## What you will do:
Only the final stretch of the data is wanted: reproduce the line containing "pub const MAX_BOOKING_HORIZON_MS: Ms" and each line after it, exactly.

## Material for this exercise:
········

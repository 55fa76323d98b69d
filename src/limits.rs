use crate::model::Ms;

/// How far into the future a booking may end, measured from `now` (10 days).
pub const MAX_BOOKING_HORIZON_MS: Ms = 10 * 24 * 3_600_000;

/// Timestamps must be plausible unix-ms values (1970..2100).
pub const MIN_VALID_TIMESTAMP_MS: Ms = 0;
pub const MAX_VALID_TIMESTAMP_MS: Ms = 4_102_444_800_000;

pub const MAX_LOTS: usize = 65_536;
pub const MAX_SPOTS_PER_LOT: usize = 4_096;
pub const MAX_USERS: usize = 1_000_000;

pub const MAX_NAME_LEN: usize = 256;
pub const MAX_ADDRESS_LEN: usize = 512;
pub const MAX_PINCODE_LEN: usize = 16;
pub const MAX_VEHICLE_LEN: usize = 32;
pub const MAX_EMAIL_LEN: usize = 256;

········

## Solution below:
pub const MAX_BOOKING_HORIZON_MS: Ms = 10 * 24 * 3_600_000;

/// Timestamps must be plausible unix-ms values (1970..2100).
pub const MIN_VALID_TIMESTAMP_MS: Ms = 0;
pub const MAX_VALID_TIMESTAMP_MS: Ms = 4_102_444_800_000;

pub const MAX_LOTS: usize = 65_536;
pub const MAX_SPOTS_PER_LOT: usize = 4_096;
pub const MAX_USERS: usize = 1_000_000;

pub const MAX_NAME_LEN: usize = 256;
pub const MAX_ADDRESS_LEN: usize = 512;
pub const MAX_PINCODE_LEN: usize = 16;
pub const MAX_VEHICLE_LEN: usize = 32;
pub const MAX_EMAIL_LEN: usize = 256;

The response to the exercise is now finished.